README.lib

Library routines
================

    Some of these functions use the notion of an array's "height". This
abbreviates the following notion: it is the largest number n >=1 such that all
indices from 1...n are "in" the array. If even 1 is not "in" the array, then
the array's "height" is 0.

    Some of these functions are adapted from
http://www.cs.bell-labs.com/cm/cs/who/bwk/awkcode.txt. Some others from 
Aleksey Cheusov's Runawk package at http://runawk.sourceforge.net/.


Errors and debugging
--------------------

die(msg)
    Prints msg to stderr and tries to exit with status 1.
    Note that if you have an END block, and die was called before reaching the
END block, the END block will be run before the awk program exits. If you don't
want the END block to run when you're dying prematurely, insert the following
line at the start of your END block:

    END {
          if (EXITCODE) exit EXITCODE
          ...
        }


assert(expr, msg)
    If expr evaluates to false (0 or ""), then die using msg.


dump(A, [prefix])
    Print out "[key]=value" lines for all keys present in A.


idump(A, [[start], stop], [prefix])
    Print out "[key]=value" lines for all keys between start...stop in A.


Type-checking
-------------

ismissing(u)
    Returns true if its argument is uninitialized.


isnull(s)
    Returns true if its argument is the empty string "".
    Note that isnull(s) with an unitialized argument s will return false;
however isnull accepts an optional second argument, and isnull(s, 1) will
return true when s is either "" or uninitialized.


isnum(n)
    Returns true if its argument is a number, expressed either numerically
(123) or as a string ("123").
    Awk will also treat values like "xyz" and " 1" and "2xyz" as convertible to
numbers (to 0, 1, and 2, respectively); however, isnum(...) will return false
for those values. (This is deliberate.)
    Note that isnum(n) with an unitialized argument n will return false;
however isnum accepts an optional second argument, and isnum(n, 1) will return
true when n is either a number or uninitialized.
 

iszero(n)
    Returns true if its argument is 0 or "0".
    Awk will also treat values like "xyz" and " 0" and "0xyz" as convertible to
0; however, iszero(...) will return false for those values. (This is
deliberate.)
    Note that iszero(n) with an unitialized argument n will return false;
however iszero accepts an optional second argument, and iszero(n, 1) will
return true when n is either 0 or "0" or uninitialized.


isint(n)
    Returns true if its argument is n or "n", for any positive, zero, or
negative integer n.
    Note that isint(n) with an unitialized argument n will return false;
however isint accepts an optional second argument, and isint(n, 1) will return
true when n is either an integer or uninitialized.


isnat(n)
    Returns true if its argument is n or "n", for any positive or zero integer
n.
    Note that isnat(n) with an unitialized argument n will return false;
however isnat accepts an optional second argument, and isnat(n, 1) will return
true when n is either a natural number or uninitialized.


ispos(n)
    Returns true if its argument is n or "n", for any positive integer n. (Only
integers are accepted.)
    Note that ispos(n) with an unitialized argument n will return false;
however ispos accepts an optional second argument, and ispos(n, 1) will return
true when n is either a positive integer or uninitialized.


isneg(n)
    Returns true if its argument is n or "n", for any negative integer n. (Only
integers are accepted.)
    Note that isneg(n) with an unitialized argument n will return false;
however isneg accepts an optional second argument, and isneg(n, 1) will return
true when n is either a negative integer or uninitialized.


check(u, missing)
    If u is unitialized, sets the global MISSING and returns missing; else
clears MISSING and returns u.


checknum(n, missing, msg)
    If n is a number (according to isnum()), clears the global MISSING and
returns n.

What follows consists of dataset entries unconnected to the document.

//! Perspective projection onto the output surface.

use spheroid_common::Size;
use spheroid_deform::Point3;

/// Smallest magnitude allowed for the perspective divisor.
pub const MIN_PROJECTION_SCALE: f64 = 1e-3;

/// Projects rotated points to pixel coordinates centered on the surface.
///
/// `scale = 1 + z · depth / 1000`; a depth of 0 is orthographic. The
/// divisor is clamped away from zero so points near `z = -1000 / depth`
/// never produce infinities.
#[derive(Debug, Clone, Copy, PartialEq)]
pub struct Projection {
    depth_factor: f64,
    center_x: f64,
    center_y: f64,
}

impl Projection {
    pub fn new(depth: f64, size: Size) -> Self {
        let (center_x, center_y) = size.center();
        Self {
            depth_factor: depth / 1000.0,
            center_x,
            center_y,
        }
    }

    /// Perspective divisor for a depth value, after clamping.
    pub fn scale(&self, z: f64) -> f64 {
        let scale = 1.0 + z * self.depth_factor;
        if !scale.is_finite() {
            return 1.0;
        }
        if scale.abs() < MIN_PROJECTION_SCALE {
            MIN_PROJECTION_SCALE.copysign(scale)
        } else {
            scale
        }
    }

    pub fn project(&self, [x, y, z]: Point3) -> [f64; 2] {
        let scale = self.scale(z);
        [self.center_x + x / scale, self.center_y + y / scale]
    }
}
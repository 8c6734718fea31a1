//! Orbiting camera that drives the Y rotation.

use std::f64::consts::PI;

use spheroid_config::schema::CameraConfig;
use spheroid_deform::Point3;

/// Y rotation, in renderer angle units, for a camera at `position`.
///
/// `atan2(x, z) · 100 / π`: a camera on +z gives 0, on +x gives 50.
pub fn camera_angle(position: Point3) -> f64 {
    position[0].atan2(position[2]) * 100.0 / PI
}

/// Camera circling the origin in the XZ plane.
#[derive(Debug, Clone, Copy, PartialEq)]
pub struct OrbitCamera {
    radius: f64,
    /// Radians per second.
    speed: f64,
    phase: f64,
}

impl OrbitCamera {
    pub fn new(radius: f64, speed: f64) -> Self {
        Self {
            radius,
            speed,
            phase: 0.0,
        }
    }

    pub fn from_config(config: &CameraConfig) -> Self {
        Self::new(config.orbit_radius, config.orbit_speed)
    }

    /// Move along the orbit by `dt` seconds.
    pub fn advance(&mut self, dt: f64) {
        self.phase = (self.phase + self.speed * dt).rem_euclid(2.0 * PI);
    }

    pub fn position(&self) -> Point3 {
        let (sin, cos) = self.phase.sin_cos();
        [self.radius * sin, 0.0, self.radius * cos]
    }

    pub fn angle(&self) -> f64 {
        camera_angle(self.position())
    }
}
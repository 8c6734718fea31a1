//! Where the per-user `config.toml` lives, and seeding it on first run.

use std::io;
use std::path::{Path, PathBuf};

use spheroid_common::ConfigError;
use tracing::info;

use super::template::default_config_toml;

const APP_DIR: &str = "spheroid";
const CONFIG_FILE: &str = "config.toml";

/// `<user config dir>/spheroid/config.toml`, e.g. `~/.config/spheroid/config.toml`
/// on Linux.
pub fn default_config_path() -> Result<PathBuf, ConfigError> {
    dirs::config_dir()
        .map(|base| config_file_in(&base))
        .ok_or_else(|| ConfigError::ParseError("no per-user config directory on this platform".into()))
}

pub(super) fn config_file_in(base: &Path) -> PathBuf {
    base.join(APP_DIR).join(CONFIG_FILE)
}

/// Write the commented template to `path`, creating missing directories.
///
/// Every setting in the template is commented out, so the seeded file
/// loads as [`SpheroidConfig::default()`](crate::SpheroidConfig).
pub fn create_default_config(path: &Path) -> Result<(), ConfigError> {
    if let Some(dir) = path.parent().filter(|dir| !dir.as_os_str().is_empty()) {
        std::fs::create_dir_all(dir).map_err(|e| io_error("create", dir, e))?;
    }
    std::fs::write(path, default_config_toml()).map_err(|e| io_error("write", path, e))?;

    info!("seeded config template at {}", path.display());
    Ok(())
}

fn io_error(action: &str, path: &Path, err: io::Error) -> ConfigError {
    ConfigError::ParseError(format!("cannot {action} {}: {err}", path.display()))
}
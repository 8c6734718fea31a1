//! Mesh sampling.

use spheroid_common::MeshError;

use super::types::ShapeDeformer;
use crate::mesh::{base_point, grid_angles, Mesh, Point3};

impl ShapeDeformer {
    /// Total radial offset from all modes at `(theta, phi)`.
    pub fn displacement(&self, theta: f64, phi: f64, base: Point3) -> f64 {
        self.modes
            .iter()
            .map(|m| m.evaluate(theta, phi, Some(base)))
            .sum()
    }

    /// Deformed surface point at `(theta, phi)`.
    pub fn surface_point(&self, theta: f64, phi: f64) -> Point3 {
        let base = base_point(theta, phi);
        let r = self.base_radius + self.displacement(theta, phi, base);
        [r * base[0], r * base[1], r * base[2]]
    }

    /// Sample a fresh mesh at the given resolution.
    pub fn generate_mesh(&self, theta_segments: u32, phi_segments: u32) -> Result<Mesh, MeshError> {
        let mut mesh = Mesh::default();
        self.generate_mesh_into(&mut mesh, theta_segments, phi_segments)?;
        Ok(mesh)
    }

    /// Refill `mesh` in place, reusing its allocation.
    pub fn generate_mesh_into(
        &self,
        mesh: &mut Mesh,
        theta_segments: u32,
        phi_segments: u32,
    ) -> Result<(), MeshError> {
        mesh.reshape(theta_segments, phi_segments)?;
        for j in 0..mesh.rows() {
            for i in 0..mesh.cols() {
                let (theta, phi) = grid_angles(j, i, theta_segments, phi_segments);
                mesh.set(j, i, self.surface_point(theta, phi));
            }
        }
        Ok(())
    }
}
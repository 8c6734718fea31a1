//! Spheroid configuration system.
//!
//! Provides TOML-based configuration with validation. All config sections
//! use defaults so partial configs work out of the box.
//!
//! # Quick Start
//!
//! ```rust,no_run
//! use spheroid_config::{load_config, config_to_json};
//!
//! let config = load_config().expect("failed to load config");
//! let json = config_to_json(&config);
//! println!("{json}");
//! ```

pub mod schema;
pub mod toml_loader;
pub mod toml_writer;
pub mod validation;

pub use schema::SpheroidConfig;
pub use toml_writer::{save_config, save_config_to_path};

use spheroid_common::ConfigError;

/// Load config from the platform default path and validate it.
///
/// Creates a default `config.toml` if none exists.
pub fn load_config() -> Result<SpheroidConfig, ConfigError> {
    let config = toml_loader::load_default()?;
    validation::validate(&config)?;
    Ok(config)
}

/// Serialize a config to a pretty-printed JSON string.
pub fn config_to_json(config: &SpheroidConfig) -> String {
    serde_json::to_string_pretty(config)
        .unwrap_or_else(|e| format!("{{\"error\": \"failed to serialize config: {e}\"}}"))
}

#[cfg(test)]
mod tests {
    use super::*;

    #[test]
    fn config_to_json_contains_all_sections() {
        let config = SpheroidConfig::default();
        let json = config_to_json(&config);
        assert!(json.contains("\"deformer\""));
        assert!(json.contains("\"renderer\""));
        assert!(json.contains("\"camera\""));
        assert!(json.contains("\"display\""));
        assert!(json.contains("\"logging\""));
        assert!(json.contains("\"presets\""));
    }

    #[test]
    fn default_config_round_trips_through_json() {
        let config = SpheroidConfig::default();
        let json = config_to_json(&config);
        let parsed: SpheroidConfig = serde_json::from_str(&json).unwrap();
        assert_eq!(parsed.deformer.base_radius, 200.0);
        assert_eq!(parsed.renderer.outline, "rgba(255,255,255,25)");
    }
}
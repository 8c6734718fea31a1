//! Reading `config.toml` into a [`SpheroidConfig`].

use std::io;
use std::path::Path;

use crate::schema::SpheroidConfig;
use crate::validation;
use spheroid_common::ConfigError;
use tracing::{info, warn};

use super::paths::{create_default_config, default_config_path};
use super::template::default_config_toml;

/// Read one config file. Absent sections and fields take their defaults.
///
/// A missing file is [`ConfigError::FileNotFound`]. Out-of-range values are
/// logged and kept; callers that need a valid config run
/// [`validation::validate`] on the result.
pub fn load_from_path(path: &Path) -> Result<SpheroidConfig, ConfigError> {
    let content = match std::fs::read_to_string(path) {
        Ok(content) => content,
        Err(e) if e.kind() == io::ErrorKind::NotFound => {
            return Err(ConfigError::FileNotFound(path.to_path_buf()));
        }
        Err(e) => {
            return Err(ConfigError::ParseError(format!("cannot read {}: {e}", path.display())));
        }
    };

    let config = parse(&content, path)?;
    info!(
        "loaded config from {} ({} user presets, {} extra modes)",
        path.display(),
        config.presets.len(),
        config.deformer.extra_modes.len()
    );
    Ok(config)
}

/// Load the per-user config, seeding it from the template on first run.
pub fn load_default() -> Result<SpheroidConfig, ConfigError> {
    let path = default_config_path()?;
    if path.exists() {
        return load_from_path(&path);
    }

    create_default_config(&path)?;
    parse(&default_config_toml(), &path)
}

/// `origin` only labels errors and warnings.
fn parse(content: &str, origin: &Path) -> Result<SpheroidConfig, ConfigError> {
    let config: SpheroidConfig = toml::from_str(content)
        .map_err(|e| ConfigError::ParseError(format!("{}: {e}", origin.display())))?;

    if let Err(e) = validation::validate(&config) {
        warn!("{}: {e}; keeping the values as written", origin.display());
    }
    Ok(config)
}
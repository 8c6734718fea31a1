//! Shape deformer configuration types.

use serde::{Deserialize, Serialize};
use spheroid_deform::{DeformationMode, ModeKind};

/// An additional mode appended after the stock set.
#[derive(Debug, Clone, PartialEq, Serialize, Deserialize)]
pub struct ExtraModeConfig {
    pub name: String,
    #[serde(default)]
    pub description: String,
    #[serde(default)]
    pub amplitude: f64,
    pub kind: ModeKind,
}

impl ExtraModeConfig {
    pub fn to_mode(&self) -> DeformationMode {
        DeformationMode::new(
            self.name.clone(),
            self.description.clone(),
            self.kind,
            self.amplitude,
        )
    }
}

/// Deformer configuration.
#[derive(Debug, Clone, Serialize, Deserialize)]
#[serde(default)]
pub struct DeformerConfig {
    pub base_radius: f64,
    /// Lower bound for amplitude controls.
    pub amplitude_min: f64,
    /// Upper bound for amplitude controls.
    pub amplitude_max: f64,
    /// Amount one key press changes an amplitude.
    pub amplitude_step: f64,
    /// Preset applied at startup, by name.
    pub initial_preset: Option<String>,
    pub extra_modes: Vec<ExtraModeConfig>,
}

impl Default for DeformerConfig {
    fn default() -> Self {
        Self {
            base_radius: 200.0,
            amplitude_min: 0.0,
            amplitude_max: 50.0,
            amplitude_step: 1.0,
            initial_preset: None,
            extra_modes: Vec::new(),
        }
    }
}

impl DeformerConfig {
    /// Clamp a control value to the configured amplitude range.
    pub fn clamp_amplitude(&self, value: f64) -> f64 {
        value.clamp(self.amplitude_min, self.amplitude_max)
    }
}
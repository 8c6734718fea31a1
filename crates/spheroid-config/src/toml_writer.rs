//! Write SpheroidConfig to TOML on disk.
//!
//! Supports atomic writes (write to `.tmp`, then rename) to prevent
//! corruption if the process crashes mid-write.

use std::path::Path;

use spheroid_common::ConfigError;
use spheroid_deform::Preset;

use crate::schema::SpheroidConfig;
use crate::toml_loader::{default_config_path, load_from_path};

// =============================================================================
// PUBLIC API
// =============================================================================

/// Write config to the platform default path (`~/.config/spheroid/config.toml`).
pub fn save_config(config: &SpheroidConfig) -> Result<(), ConfigError> {
    let path = default_config_path()?;
    save_config_to_path(config, &path)
}

/// Write config to a specific path.
///
/// Creates parent directories if they don't exist. Uses atomic write
/// (write to `.tmp` file, then rename) to prevent partial writes.
pub fn save_config_to_path(config: &SpheroidConfig, path: &Path) -> Result<(), ConfigError> {
    let toml_str = toml::to_string_pretty(config)
        .map_err(|e| ConfigError::ParseError(format!("failed to serialize config to TOML: {e}")))?;

    if let Some(parent) = path.parent() {
        std::fs::create_dir_all(parent).map_err(|e| {
            ConfigError::ParseError(format!(
                "failed to create config directory {}: {e}",
                parent.display()
            ))
        })?;
    }

    let tmp_path = path.with_extension("toml.tmp");
    std::fs::write(&tmp_path, &toml_str).map_err(|e| {
        ConfigError::ParseError(format!(
            "failed to write config to {}: {e}",
            tmp_path.display()
        ))
    })?;

    if let Err(e) = std::fs::rename(&tmp_path, path) {
        // Rename can fail across filesystems or on Windows with an open target.
        tracing::warn!("atomic rename failed ({}), falling back to direct write", e);
        std::fs::write(path, &toml_str).map_err(|e2| {
            ConfigError::ParseError(format!(
                "failed to write config to {}: {e2}",
                path.display()
            ))
        })?;
        let _ = std::fs::remove_file(&tmp_path);
    }

    tracing::debug!(path = %path.display(), "Config saved to disk");
    Ok(())
}

/// Add `preset` to the config file at `path`, replacing any preset with
/// the same (case-insensitive) name. A missing file starts from defaults.
pub fn save_preset_to_path(preset: &Preset, path: &Path) -> Result<(), ConfigError> {
    let mut config = match load_from_path(path) {
        Ok(config) => config,
        Err(ConfigError::FileNotFound(_)) => SpheroidConfig::default(),
        Err(e) => return Err(e),
    };
    upsert_preset(&mut config, preset.clone());
    save_config_to_path(&config, path)
}

/// Insert or replace a user preset by case-insensitive name.
pub fn upsert_preset(config: &mut SpheroidConfig, preset: Preset) {
    match config
        .presets
        .iter_mut()
        .find(|p| p.name.eq_ignore_ascii_case(&preset.name))
    {
        Some(existing) => *existing = preset,
        None => config.presets.push(preset),
    }
}

// =============================================================================
// TESTS
// =============================================================================
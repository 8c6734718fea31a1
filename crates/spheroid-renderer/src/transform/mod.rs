//! Geometry math for the software pipeline: vectors, rotation, projection.

pub mod math;
mod projection;
mod rotation;

pub use projection::*;
pub use rotation::*;

// =============================================================================
// Tests
// =============================================================================

#[cfg(test)]
mod tests {
    use super::math::*;
    use super::*;
    use spheroid_common::Size;

    fn approx_eq(a: [f64; 3], b: [f64; 3], eps: f64) -> bool {
        a.iter().zip(b.iter()).all(|(x, y)| (x - y).abs() < eps)
    }

    #[test]
    fn zero_angles_are_identity() {
        let r = Rotation::from_angles(0.0, 0.0);
        for p in [[1.0, 2.0, 3.0], [-50.0, 0.0, 199.0], [0.0, 0.0, 0.0]] {
            assert_eq!(r.apply(p), p);
        }
    }

    #[test]
    fn angle_units_are_hundredths_of_pi() {
        assert!((angle_to_radians(100.0) - std::f64::consts::PI).abs() < 1e-12);
        assert!((angle_to_radians(50.0) - std::f64::consts::FRAC_PI_2).abs() < 1e-12);
    }

    #[test]
    fn rotate_x_quarter_turn() {
        // y' = y cos - z sin, z' = y sin + z cos with 90°: (0,1,0) -> (0,0,1)
        let r = Rotation::from_angles(50.0, 0.0);
        assert!(approx_eq(r.apply([0.0, 1.0, 0.0]), [0.0, 0.0, 1.0], 1e-12));
    }

    #[test]
    fn rotate_y_quarter_turn() {
        // x' = x cos + z sin, z' = -x sin + z cos with 90°: (1,0,0) -> (0,0,-1)
        let r = Rotation::from_angles(0.0, 50.0);
        assert!(approx_eq(r.apply([1.0, 0.0, 0.0]), [0.0, 0.0, -1.0], 1e-12));
    }

    #[test]
    fn x_rotation_applies_before_y() {
        // X takes (0,1,0) to (0,0,1); Y then takes (0,0,1) to (1,0,0).
        let r = Rotation::from_angles(50.0, 50.0);
        assert!(approx_eq(r.apply([0.0, 1.0, 0.0]), [1.0, 0.0, 0.0], 1e-12));
    }

    #[test]
    fn rotation_preserves_length() {
        let r = Rotation::from_angles(37.0, -81.0);
        let p = [3.0, -4.0, 12.0];
        assert!((length(r.apply(p)) - 13.0).abs() < 1e-9);
    }

    #[test]
    fn projection_centers_on_surface() {
        let proj = Projection::new(300.0, Size::new(200, 100));
        assert_eq!(proj.project([0.0, 0.0, 0.0]), [100.0, 50.0]);
        // scale = 1 + 100 · 0.3 = 31
        let p = proj.project([31.0, 62.0, 100.0]);
        assert!((p[0] - 101.0).abs() < 1e-9);
        assert!((p[1] - 52.0).abs() < 1e-9);
    }

    #[test]
    fn zero_depth_is_orthographic() {
        let proj = Projection::new(0.0, Size::new(10, 10));
        assert_eq!(proj.scale(1e9), 1.0);
        assert_eq!(proj.project([3.0, -2.0, -500.0]), [8.0, 3.0]);
    }

    #[test]
    fn singular_scale_is_clamped() {
        let proj = Projection::new(500.0, Size::new(100, 100));
        // 1 + z·0.5 = 0 at z = -2
        let scale = proj.scale(-2.0);
        assert_eq!(scale, MIN_PROJECTION_SCALE);
        let p = proj.project([1.0, 1.0, -2.0]);
        assert!(p[0].is_finite() && p[1].is_finite());
        // Just past the singularity keeps its sign.
        assert!(proj.scale(-2.0000001) < 0.0);
    }

    #[test]
    fn cross_and_normalize() {
        let n = cross([1.0, 0.0, 0.0], [0.0, 1.0, 0.0]);
        assert_eq!(n, [0.0, 0.0, 1.0]);
        assert!(approx_eq(normalize([0.0, 3.0, 4.0]), [0.0, 0.6, 0.8], 1e-12));
        assert_eq!(normalize([0.0; 3]), [0.0; 3]);
        assert_eq!(sub([5.0, 5.0, 5.0], [1.0, 2.0, 3.0]), [4.0, 3.0, 2.0]);
        assert_eq!(dot([1.0, 2.0, 3.0], [4.0, 5.0, 6.0]), 32.0);
    }
}
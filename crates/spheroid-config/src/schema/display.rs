//! Output surface configuration types.

use serde::{Deserialize, Serialize};

/// Surface size for headless runs and the frame pacing target.
#[derive(Debug, Clone, Serialize, Deserialize)]
#[serde(default)]
pub struct DisplayConfig {
    pub width: u32,
    pub height: u32,
    /// Surface pixels covered by one terminal column (and by half a row).
    pub cell_pixels: u32,
    pub fps: u32,
}

impl Default for DisplayConfig {
    fn default() -> Self {
        Self {
            width: 480,
            height: 480,
            cell_pixels: 4,
            fps: 30,
        }
    }
}
//! Frame pacing and rolling frame-time statistics.

use std::collections::VecDeque;
use std::time::{Duration, Instant};

/// Samples kept for the rolling averages.
const WINDOW: usize = 120;

/// Paces a fixed-rate frame loop and tracks how long frames take.
pub struct FrameTimer {
    target: Duration,
    frame_times: VecDeque<Duration>,
    last_frame: Instant,
    frames: u64,
}

impl FrameTimer {
    /// Timer aiming for `fps` frames per second. 0 is treated as 1.
    pub fn new(fps: u32) -> Self {
        Self {
            target: Duration::from_secs_f64(1.0 / f64::from(fps.max(1))),
            frame_times: VecDeque::with_capacity(WINDOW),
            last_frame: Instant::now(),
            frames: 0,
        }
    }

    /// Target duration of one frame.
    pub fn target(&self) -> Duration {
        self.target
    }

    /// Mark a frame boundary and return the time since the previous one.
    pub fn tick(&mut self) -> Duration {
        let now = Instant::now();
        let dt = now - self.last_frame;
        self.last_frame = now;
        self.record(dt);
        dt
    }

    /// Add one frame duration to the window.
    pub fn record(&mut self, dt: Duration) {
        self.frames += 1;
        self.frame_times.push_back(dt);
        if self.frame_times.len() > WINDOW {
            self.frame_times.pop_front();
        }
    }

    /// Time left in the current frame's budget, if any.
    pub fn remaining(&self) -> Duration {
        self.target.saturating_sub(self.last_frame.elapsed())
    }

    /// Sleep out the rest of the current frame.
    pub fn wait(&self) {
        let left = self.remaining();
        if !left.is_zero() {
            std::thread::sleep(left);
        }
    }

    /// Average frames per second over the window.
    pub fn fps(&self) -> f64 {
        let total: f64 = self.frame_times.iter().map(Duration::as_secs_f64).sum();
        if total <= 0.0 {
            return 0.0;
        }
        self.frame_times.len() as f64 / total
    }

    /// Average frame time in milliseconds.
    pub fn frame_time_ms(&self) -> f64 {
        if self.frame_times.is_empty() {
            return 0.0;
        }
        let total: f64 = self.frame_times.iter().map(Duration::as_secs_f64).sum();
        total / self.frame_times.len() as f64 * 1000.0
    }

    /// Frames recorded since creation.
    pub fn frame_count(&self) -> u64 {
        self.frames
    }
}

Else if n is unitialized, sets the global MISSING and returns
missing (which is not itself required to be a number). Else die(msg).


checknat(n, missing, msg)
    If n is a natural number (according to isnat()), clears the global MISSING
and returns n. Else if n is unitialized, sets the global MISSING and returns
missing (which is not itself required to be a natural number). Else die(msg).


checkpos(n, missing, msg)
    If n is a positive integer (according to ispos()), clears the global
MISSING and returns n. Else if n is unitialized, sets the global MISSING and
returns missing (which is not itself required to be a positive integer). Else
die(msg).


Numbers and randoms
-------------------

max(m,n)
min(m,n)
    These functions are trivial to inline and may be removed.


choose(n, [k=1], [A])
    Choose k distinct random elements from A[1]...A[n]. Return those k elements
separated by SUBSEP. (They will be ordered with A[i] before A[j] when i<j.)
    If no initialized value is provided for k, it defaults to 1. If no array is
provided, k random integers from the inclusive range 1...n are returned
instead. If an array is provided but n is uninitialized, A's "height" is used
for n (see explanation at the start of this document).


permute(n, [k=n])
    Return a permutation of k random elements from 1..n, separated by SUBSEP.
    If no initialized value is provided for k, it defaults to n.


shuffle(A, [n])
    Shuffles the elements at A[1]...A[n] in place.
    If no initialized value is provided for n, it defaults to A's "height" (see
explanation at the start of this document).


Array utilities
---------------

isempty(A)
    Return true if array A has no members.


sort(A, [n])
    Sort elements A[1]...A[n] in place.
    If no initialized value is provided for n, it defaults to A's "height" (see
explanation at the start of this document).
    The sort performed is an "insertion sort", which is O(n^2), but is fast for
small arrays. Insertion sort is also a stable sorting algorithm, but no
facilities are provided here for matching array elements by anything but their
entire text; so stability is not especially useful.


qsort(A, 1, n)
    Sort elements A[1]...A[n] in place using quicksort. For efficiency, the
values 1 and n must be explicitly supplied.
    Quicksort averages O(n log n), but has O(n^2) worst-case. Here we choose
pivots randomly to avoid hitting worst-case behavior on the common case of
already-sorted arrays.
    Quicksort is an unstable sorting algorithm; though see the comments on sort
about the limited scope here for stability to be useful.


hsort(A, [n])
    Sort elements A[1]...A[n] in place using heapsort.
    If no initialized value is provided for n, it defaults to A's "height" (see
explanation at the start of this document).
    Heapsort has average and worst-case O(n log n). It's thought to be slower
than quicksort in average cases. Heapsort relies essentially on random
access, so it has poorer cache performance than some other algorithms.
    Heapsort is an unstable sorting algorithm; though see the comments on sort
about the limited scope here for stability to be useful.


pop([start], [len], [A])
    Pop elements A[start]...A[start+len-1] from array A, mutating that array,
and return the popped elements separated by SUBSEP.
    If no array is provided, the fields $start...$(start+len-1) are popped
instead.
    If no initialized values are provided for start or len, they default to 1
and the array's "height" (or to NF, when no array is provided).
    Note that when fields are popped, $0 will be recomputed using OFS, and
details about the input separators may be discarded. If you want to preserve
the input separators (including leading or trailing space), use gsplit.       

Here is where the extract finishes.